■ Aim of the task
For the material that follows, tally the lines holding "which" and give the total alone.

Records for the exercise Block Start

/*!
Locomotion controller settings.

These values tune a single character controller. They are plain data so a host can load them
from JSON (or any serde format) and hand them to the builder.

Notes
- Distances are in meters, time in seconds, speeds in meters per second.
- Gravity is expressed along the character's up axis, so the usual value is negative.
- `validate()` is called by the builder; a controller never runs with rejected settings.
*/

use serde::{Deserialize, Serialize};

use crate::{
    constants::{
        DEFAULT_GRAVITY, DEFAULT_JUMP_SPEED, DEFAULT_MOVE_SPEED, DEFAULT_REORIENTATION_DURATION,
        MIN_VERTICAL_SPEED, TIME_BEFORE_UNGROUNDED,
    },
    error::{LocomotionError, Result},
};

#[derive(Clone, Debug, PartialEq, Serialize, Deserialize)]
#[serde(default)]
pub struct ControllerSettings {
    /// Planar speed at full input deflection.
    pub move_speed: f32,

    /// Vertical speed given by a jump.
    pub jump_speed: f32,

    /// Acceleration along up while airborne (negative pulls toward the floor).
    pub gravity: f32,

    /// Terminal fall speed along up (negative).
    pub min_vertical_speed: f32,

    /// Grounded hysteresis window after the last safely grounded frame.
    pub time_before_ungrounded: f32,

    /// How long a gravity reorientation takes.
    pub reorientation_duration: f32,
}

impl Default for ControllerSettings {
    fn default() -> Self {
        Self {
            move_speed: DEFAULT_MOVE_SPEED,
            jump_speed: DEFAULT_JUMP_SPEED,
            gravity: DEFAULT_GRAVITY,
            min_vertical_speed: MIN_VERTICAL_SPEED,
            time_before_ungrounded: TIME_BEFORE_UNGROUNDED,
            reorientation_duration: DEFAULT_REORIENTATION_DURATION,
        }
    }
}

impl ControllerSettings {
    /// Parse settings from JSON. Missing fields fall back to their defaults.
    pub fn from_json_str(json: &str) -> Result<Self> {
        let settings: Self = serde_json::from_str(json)?;
        settings.validate()?;
        Ok(settings)
    }

    pub fn validate(&self) -> Result<()> {
        let fields = [
            ("move_speed", self.move_speed),
            ("jump_speed", self.jump_speed),
            ("gravity", self.gravity),
            ("min_vertical_speed", self.min_vertical_speed),
            ("time_before_ungrounded", self.time_before_ungrounded),
            ("reorientation_duration", self.reorientation_duration),
        ];
        if let Some((name, _)) = fields.iter().find(|(_, v)| !v.is_finite()) {
            return Err(LocomotionError::InvalidSettings(format!(
                "`{name}` must be finite"
            )));
        }

        if self.move_speed < 0.0 {
            return Err(invalid("`move_speed` must be >= 0"));
        }
        if self.gravity >= 0.0 {
            return Err(invalid("`gravity` must be negative along up"));
        }
        if self.min_vertical_speed >= 0.0 {
            return Err(invalid("`min_vertical_speed` must be negative"));
        }
        if self.time_before_ungrounded <= 0.0 {
            return Err(invalid("`time_before_ungrounded` must be > 0"));
        }
        if self.reorientation_duration <= 0.0 {
            return Err(invalid("`reorientation_duration` must be > 0"));
        }

        Ok(())
    }
}

fn invalid(reason: &str) -> LocomotionError {
    LocomotionError::InvalidSettings(reason.to_owned())
}
//! The locomotion state machine.
//!
//! One [`LocomotionController`] drives one character. A host calls [`LocomotionController::step`]
//! once per simulated frame; each step runs, in order:
//!
//! 1. advance a running gravity reorientation,
//! 2. probe the ground and extend the grounded window on safely grounded frames,
//! 3. classify grounded/ungrounded from the window, handling the jump trigger,
//! 4. build the frame velocity (ground clamp + platform capture, or ceiling bounce + gravity),
//! 5. hand the displacement to the resolver,
//! 6. apply the platform follow-through captured in step 4.

use log::{debug, warn};

use crate::{
    bitmask_flags::MoverFlags,
    collaborators::{DisplacementResolver, GroundProbe},
    contacts::ContactBuffer,
    error::{LocomotionError, Result},
    gravity::{GravityOrientation, GravityProfileSet, ReorientationEvent, unit_up},
    platform::PlatformDisplacement,
    settings::ControllerSettings,
    state::LocomotionState,
    types::{CharacterPose, Surface, Vec3},
    vertical::ground_clamp_speed,
};

/// Everything the controller reads from the outside world for one frame.
#[derive(Clone, Copy, Debug, Default, PartialEq)]
pub struct FrameInput {
    /// Strafe axis, clamped to `[-1, 1]`. Positive is right.
    pub horizontal: f32,
    /// Walk axis, clamped to `[-1, 1]`. Positive is forward.
    pub vertical: f32,
    /// Jump was pressed this frame (edge, not level).
    pub jump_pressed: bool,
    /// Elapsed time since the previous frame (seconds).
    pub delta_time: f32,
    /// Monotonic clock (seconds).
    pub time: f32,
}

/// Effects of one step.
#[derive(Clone, Debug, PartialEq)]
pub struct StepReport {
    pub grounded: bool,
    pub jumped: bool,
    pub ceiling_bounce: bool,
    /// Vertical speed after this frame's integration.
    pub vertical_speed: f32,
    /// Velocity requested from the resolver (before collision).
    pub velocity: Vec3,
    /// `velocity * delta_time`.
    pub displacement: Vec3,
    /// Platform follow-through applied after the move, if any.
    pub platform: Option<PlatformDisplacement>,
    pub reorientation: ReorientationEvent,
}

/// Wires collaborators and configuration into a [`LocomotionController`].
pub struct ControllerBuilder<P, R> {
    probe: Option<P>,
    resolver: Option<R>,
    pose: CharacterPose,
    settings: ControllerSettings,
    profiles: Option<GravityProfileSet>,
}

impl<P, R> Default for ControllerBuilder<P, R> {
    fn default() -> Self {
        Self {
            probe: None,
            resolver: None,
            pose: CharacterPose::default(),
            settings: ControllerSettings::default(),
            profiles: None,
        }
    }
}

impl<P: GroundProbe, R: DisplacementResolver> ControllerBuilder<P, R> {
    pub fn new() -> Self {
        Self::default()
    }

    pub fn probe(mut self, probe: P) -> Self {
        self.probe = Some(probe);
        self
    }

    pub fn resolver(mut self, resolver: R) -> Self {
        self.resolver = Some(resolver);
        self
    }

    /// Initial pose. Its up axis becomes the initial gravity orientation.
    pub fn pose(mut self, pose: CharacterPose) -> Self {
        self.pose = pose;
        self
    }

    pub fn settings(mut self, settings: ControllerSettings) -> Self {
        self.settings = settings;
        self
    }

    /// Profiles available for reorientation. Defaults to [`GravityProfileSet::standard`].
    pub fn profiles(mut self, profiles: GravityProfileSet) -> Self {
        self.profiles = Some(profiles);
        self
    }

    pub fn build(self) -> Result<LocomotionController<P, R>> {
        let probe = self
            .probe
            .ok_or(LocomotionError::MissingCollaborator("ground probe"))?;
        let resolver = self
            .resolver
            .ok_or(LocomotionError::MissingCollaborator("displacement resolver"))?;

        self.settings.validate()?;
        let profiles = match self.profiles {
            Some(profiles) => {
                profiles.validate()?;
                profiles
            }
            None => GravityProfileSet::standard(&self.settings),
        };

        let initial_up = unit_up(self.pose.up().into_inner())?;
        let orientation = GravityOrientation::new(initial_up, &self.settings, profiles);

        Ok(LocomotionController {
            probe,
            resolver,
            pose: self.pose,
            settings: self.settings,
            state: LocomotionState::default(),
            orientation,
            contacts: ContactBuffer::default(),
            was_grounded: false,
        })
    }
}

/// Grounded/ungrounded locomotion for a single character.
pub struct LocomotionController<P, R> {
    probe: P,
    resolver: R,
    pose: CharacterPose,
    settings: ControllerSettings,
    state: LocomotionState,
    orientation: GravityOrientation,
    /// Filled by the resolver on every move; read by the next ungrounded frame.
    contacts: ContactBuffer,
    was_grounded: bool,
}

impl<P: GroundProbe, R: DisplacementResolver> LocomotionController<P, R> {
    pub fn builder() -> ControllerBuilder<P, R> {
        ControllerBuilder::new()
    }

    /// Run one frame.
    pub fn step(&mut self, input: &FrameInput) -> StepReport {
        let dt = input.delta_time.max(0.0);
        let now = input.time;

        let reorientation = self.orientation.advance(dt, &mut self.pose);
        let up = self.orientation.up().into_inner();

        let horizontal = input.horizontal.clamp(-1.0, 1.0);
        let vertical = input.vertical.clamp(-1.0, 1.0);
        let move_direction = self.pose.right().into_inner() * horizontal
            + self.pose.forward().into_inner() * vertical;
        let mut velocity = move_direction * self.settings.move_speed;

        let ground = self.probe.detect_ground(&self.pose);
        let is_on_floor = ground.as_ref().is_some_and(|g| g.is_on_floor);
        if self.state.is_safely_grounded(ground.is_some(), is_on_floor) {
            self.state
                .extend_grounded(now, self.settings.time_before_ungrounded);
        }

        let mut grounded = self.state.is_grounded(now);
        let mut jumped = false;
        if grounded && input.jump_pressed {
            self.state.jump(self.orientation.jump_speed());
            grounded = false;
            jumped = true;
            debug!("Jump at t={now:.3} with speed {}", self.state.vertical_speed);
        }

        let mut platform = None;
        let mut ceiling_bounce = false;
        if grounded {
            self.resolver.set_flags(MoverFlags::grounded());
            self.state.land();

            let clamp = ground_clamp_speed(
                self.resolver.max_floor_angle_deg(),
                self.settings.move_speed,
            );
            velocity += up * clamp;

            platform = ground.as_ref().and_then(|g| {
                g.surface
                    .as_ref()
                    .and_then(Surface::as_platform)
                    .map(|p| PlatformDisplacement::at_point(p, &g.point, &self.pose.up()))
            });
        } else {
            self.resolver.set_flags(MoverFlags::airborne());

            ceiling_bounce = self
                .state
                .bounce_off_ceiling(&self.contacts, &self.orientation.up());
            if ceiling_bounce {
                debug!(
                    "Ceiling hit at t={now:.3}, vertical speed now {}",
                    self.state.vertical_speed
                );
            }

            self.state.integrate_gravity(
                self.orientation.gravity(),
                self.settings.min_vertical_speed,
                dt,
            );
            velocity += up * self.state.vertical_speed;
        }

        let displacement = velocity * dt;
        self.resolver
            .move_character(&mut self.pose, displacement, &mut self.contacts);
        if self.contacts.dropped() > 0 {
            warn!(
                "Contact buffer full: dropped {} contact(s) this frame",
                self.contacts.dropped()
            );
        }

        if let Some(follow) = &platform {
            follow.apply(&mut self.pose);
        }

        if grounded != self.was_grounded {
            debug!(
                "Locomotion {} at t={now:.3}",
                if grounded { "grounded" } else { "ungrounded" }
            );
            self.was_grounded = grounded;
        }

        StepReport {
            grounded,
            jumped,
            ceiling_bounce,
            vertical_speed: self.state.vertical_speed,
            velocity,
            displacement,
            platform,
            reorientation,
        }
    }

    /// Whether the character counts as grounded at `now`, from the hysteresis window alone.
    pub fn is_grounded(&self, now: f32) -> bool {
        self.state.is_grounded(now)
    }

    /// Start reorienting toward a named gravity profile.
    pub fn request_reorientation(&mut self, profile: &str) -> Result<()> {
        self.orientation.request(profile, &self.pose)
    }

    pub fn cancel_reorientation(&mut self) -> bool {
        self.orientation.cancel()
    }

    pub fn pose(&self) -> &CharacterPose {
        &self.pose
    }

    pub fn state(&self) -> &LocomotionState {
        &self.state
    }

    pub fn settings(&self) -> &ControllerSettings {
        &self.settings
    }

    pub fn orientation(&self) -> &GravityOrientation {
        &self.orientation
    }

    pub fn contacts(&self) -> &ContactBuffer {
        &self.contacts
    }

    pub fn probe(&self) -> &P {
        &self.probe
    }

    pub fn probe_mut(&mut self) -> &mut P {
        &mut self.probe
    }

    pub fn resolver(&self) -> &R {
        &self.resolver
    }

    pub fn resolver_mut(&mut self) -> &mut R {
        &mut self.resolver
    }
}
//! Per-character locomotion state and the grounded hysteresis.
//!
//! Grounded classification is driven by a timer rather than the raw probe result: every safely
//! grounded frame pushes `next_ungrounded_time` forward, and the character counts as grounded
//! until that time passes. Short probe dropouts on bumpy ground therefore do not flicker the
//! state.

use crate::constants::SAFE_GROUND_VERTICAL_SPEED;

/// Mutable state owned by one controller.
///
/// The vertical integrator (see `vertical.rs`) and the state machine share `vertical_speed`;
/// both are implemented on this type.
#[derive(Clone, Copy, Debug, Default, PartialEq)]
pub struct LocomotionState {
    /// Speed along the character's up axis (m/s).
    pub vertical_speed: f32,
    /// Absolute time after which the character is considered ungrounded. `None` when unset.
    pub next_ungrounded_time: Option<f32>,
}

impl LocomotionState {
    /// Ground was found, classified as floor, and we are not moving up.
    #[inline]
    pub fn is_safely_grounded(&self, ground_detected: bool, is_on_floor: bool) -> bool {
        ground_detected && is_on_floor && self.vertical_speed < SAFE_GROUND_VERTICAL_SPEED
    }

    /// Keep the character grounded until `now + window`.
    #[inline]
    pub fn extend_grounded(&mut self, now: f32, window: f32) {
        self.next_ungrounded_time = Some(now + window);
    }

    #[inline]
    pub fn is_grounded(&self, now: f32) -> bool {
        self.next_ungrounded_time.is_some_and(|t| now < t)
    }

    /// Start a jump: set the vertical speed and invalidate the grounded window at once.
    #[inline]
    pub fn jump(&mut self, jump_speed: f32) {
        self.vertical_speed = jump_speed;
        self.next_ungrounded_time = None;
    }

    /// A grounded frame carries no vertical speed.
    #[inline]
    pub fn land(&mut self) {
        self.vertical_speed = 0.0;
    }
}
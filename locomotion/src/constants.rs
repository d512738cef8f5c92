/// Allowed time (seconds) before the character is set to ungrounded from the last time it was
/// safely grounded.
pub const TIME_BEFORE_UNGROUNDED: f32 = 0.1;

/// Terminal fall speed along the up axis (meters per second, negative = falling).
pub const MIN_VERTICAL_SPEED: f32 = -12.0;

/// A frame only extends the grounded window while the vertical speed stays below this value.
///
/// This keeps the rising part of a jump from re-latching onto the floor it just left.
pub const SAFE_GROUND_VERTICAL_SPEED: f32 = 0.1;

/// Contacts whose normal has a dot product with up below this value count as a ceiling hit.
pub const CEILING_DOT_THRESHOLD: f32 = -0.7;

/// Vertical speed multiplier applied on a ceiling hit (dampens and inverts).
pub const CEILING_BOUNCE_FACTOR: f32 = -0.25;

/// Number of move contacts kept per frame. Extra contacts reported by the resolver are dropped.
pub const MAX_MOVE_CONTACTS: usize = 10;

/// Default walking speed in meters per second.
pub const DEFAULT_MOVE_SPEED: f32 = 5.0;

/// Default jump impulse along up (meters per second).
pub const DEFAULT_JUMP_SPEED: f32 = 8.0;

/// Default gravity along up (meters per second squared, negative = pulls down).
pub const DEFAULT_GRAVITY: f32 = -25.0;

/// Default duration of a gravity reorientation (seconds).
pub const DEFAULT_REORIENTATION_DURATION: f32 = 0.5;

/// Name of the profile matching world up (+Y).
pub const DEFAULT_PROFILE: &str = "default";

/// Name of the profile with up flipped to -Y.
pub const INVERTED_PROFILE: &str = "inverted";

/// Squared length below which a direction is considered degenerate.
pub const DIR_EPS_SQ: f32 = 1.0e-8;
pub mod bitmask_flags;
pub mod collaborators;
pub mod constants;
pub mod contacts;
pub mod controller;
pub mod error;
pub mod gravity;
pub mod platform;
pub mod settings;
pub mod state;
pub mod types;
pub mod vertical;
pub mod world;

// Re-export Rapier so hosts can build worlds without depending on `rapier3d` directly.
pub use rapier3d;

pub use bitmask_flags::{MoverFlag, MoverFlags};
pub use collaborators::{DisplacementResolver, GroundProbe};
pub use contacts::ContactBuffer;
pub use controller::{ControllerBuilder, FrameInput, LocomotionController, StepReport};
pub use error::{LocomotionError, Result};
pub use gravity::{
    GravityOrientation, GravityProfile, GravityProfileSet, OrientationStatus, ReorientationEvent,
};
pub use platform::PlatformDisplacement;
pub use settings::ControllerSettings;
pub use state::LocomotionState;
pub use types::{
    CharacterPose, GroundInfo, MoveContact, MovingPlatform, Quat, Surface, SurfaceId, SurfaceKind,
    UnitVec3, Vec3,
};
pub use vertical::ground_clamp_speed;
pub use world::{
    CapsuleSpec, ColliderShapeDef, PlatformMotion, RapierGroundProbe, RapierMover, RapierWorld,
    SharedWorld, SurfaceDef,
};
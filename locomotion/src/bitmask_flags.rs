use num_traits::{One, PrimInt};

/// Trait implemented by flag enums. The enum discriminant is the bit index.
pub trait FlagBitmask {
    type Storage: PrimInt;

    fn bit_index(&self) -> u8;

    fn mask(&self) -> Self::Storage {
        // NOTE: `bit_index()` must be < number of bits in `Storage`.
        Self::Storage::one() << (self.bit_index() as usize)
    }
}

/// Plain bitmask container over a primitive integer.
#[derive(Default, Copy, Clone, Debug, PartialEq, Eq)]
pub struct BitmaskFlags<T: PrimInt> {
    pub bits: T,
}

impl<T: PrimInt> BitmaskFlags<T> {
    pub fn add<U: FlagBitmask<Storage = T>>(&mut self, flag: U) {
        self.bits = self.bits | flag.mask();
    }

    pub fn remove<U: FlagBitmask<Storage = T>>(&mut self, flag: U) {
        self.bits = self.bits & !flag.mask();
    }

    /// Add or remove `flag` depending on `enabled`.
    pub fn set<U: FlagBitmask<Storage = T>>(&mut self, flag: U, enabled: bool) {
        if enabled {
            self.add(flag);
        } else {
            self.remove(flag);
        }
    }

    pub fn has<U: FlagBitmask<Storage = T>>(&self, flag: U) -> bool {
        (self.bits & flag.mask()) != T::zero()
    }

    pub fn has_all<U: FlagBitmask<Storage = T> + Copy>(&self, flags: &[U]) -> bool {
        let combined = flags.iter().fold(T::zero(), |acc, f| acc | f.mask());
        (self.bits & combined) == combined
    }

    pub fn clear(&mut self) {
        self.bits = T::zero();
    }
}

/// Declare a bitmask-backed enum and implement `FlagBitmask` for it.
#[macro_export]
macro_rules! define_bitmask_flags {
    ($(#[$meta:meta])* $name:ident, $storage:ty, { $($(#[$vmeta:meta])* $variant:ident),* $(,)? }) => {
        $(#[$meta])*
        #[derive(Debug, Clone, Copy, PartialEq, Eq)]
        #[repr(u8)]
        pub enum $name {
            $($(#[$vmeta])* $variant),*
        }

        impl $crate::bitmask_flags::FlagBitmask for $name {
            type Storage = $storage;

            fn bit_index(&self) -> u8 {
                *self as u8
            }
        }
    };
}

define_bitmask_flags!(
    /// Behavior switches the controller toggles on the displacement resolver each frame.
    MoverFlag, u8, {
        /// Treat slopes steeper than the max floor angle as walls when moving up them.
        PreventMovingUpSteepSlope,
        /// Allow the resolver to climb small steps.
        CanClimbSteps,
    }
);

/// Flag set handed to a [`crate::DisplacementResolver`].
pub type MoverFlags = BitmaskFlags<u8>;

impl MoverFlags {
    /// Flags used while grounded: slope prevention and step climbing both on.
    pub fn grounded() -> Self {
        let mut flags = Self::default();
        flags.add(MoverFlag::PreventMovingUpSteepSlope);
        flags.add(MoverFlag::CanClimbSteps);
        flags
    }

    /// Flags used while airborne: everything off.
    pub fn airborne() -> Self {
        Self::default()
    }

    pub fn prevent_moving_up_steep_slope(&self) -> bool {
        self.has(MoverFlag::PreventMovingUpSteepSlope)
    }

    pub fn can_climb_steps(&self) -> bool {
        self.has(MoverFlag::CanClimbSteps)
    }
}

#[cfg(test)]
mod tests {
    use super::*;

    #[test]
    fn grounded_flags_enable_both_switches() {
        let flags = MoverFlags::grounded();
        assert!(flags.prevent_moving_up_steep_slope());
        assert!(flags.can_climb_steps());
        assert!(flags.has_all(&[MoverFlag::PreventMovingUpSteepSlope, MoverFlag::CanClimbSteps]));
    }

    #[test]
    fn airborne_flags_are_empty() {
        let flags = MoverFlags::airborne();
        assert_eq!(flags.bits, 0);
        assert!(!flags.prevent_moving_up_steep_slope());
        assert!(!flags.can_climb_steps());
    }

    #[test]
    fn set_toggles_a_single_bit() {
        let mut flags = MoverFlags::grounded();
        flags.set(MoverFlag::CanClimbSteps, false);
        assert!(flags.prevent_moving_up_steep_slope());
        assert!(!flags.can_climb_steps());

        flags.set(MoverFlag::CanClimbSteps, true);
        assert_eq!(flags, MoverFlags::grounded());

        flags.clear();
        assert_eq!(flags, MoverFlags::airborne());
    }
}
use thiserror::Error;

/// Errors raised while wiring or configuring a locomotion controller.
///
/// Stepping a built controller never fails; everything here surfaces at construction or
/// configuration time.
#[derive(Debug, Error)]
pub enum LocomotionError {
    #[error("missing collaborator: {0} must be wired before the first step")]
    MissingCollaborator(&'static str),

    #[error("invalid settings: {0}")]
    InvalidSettings(String),

    #[error("up axis must have a non-zero length")]
    DegenerateUpAxis,

    #[error("unknown gravity profile `{0}`")]
    UnknownGravityProfile(String),

    #[error("failed to parse configuration: {0}")]
    Config(#[from] serde_json::Error),
}

pub type Result<T> = std::result::Result<T, LocomotionError>;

Records for the exercise Block End

■ Response
2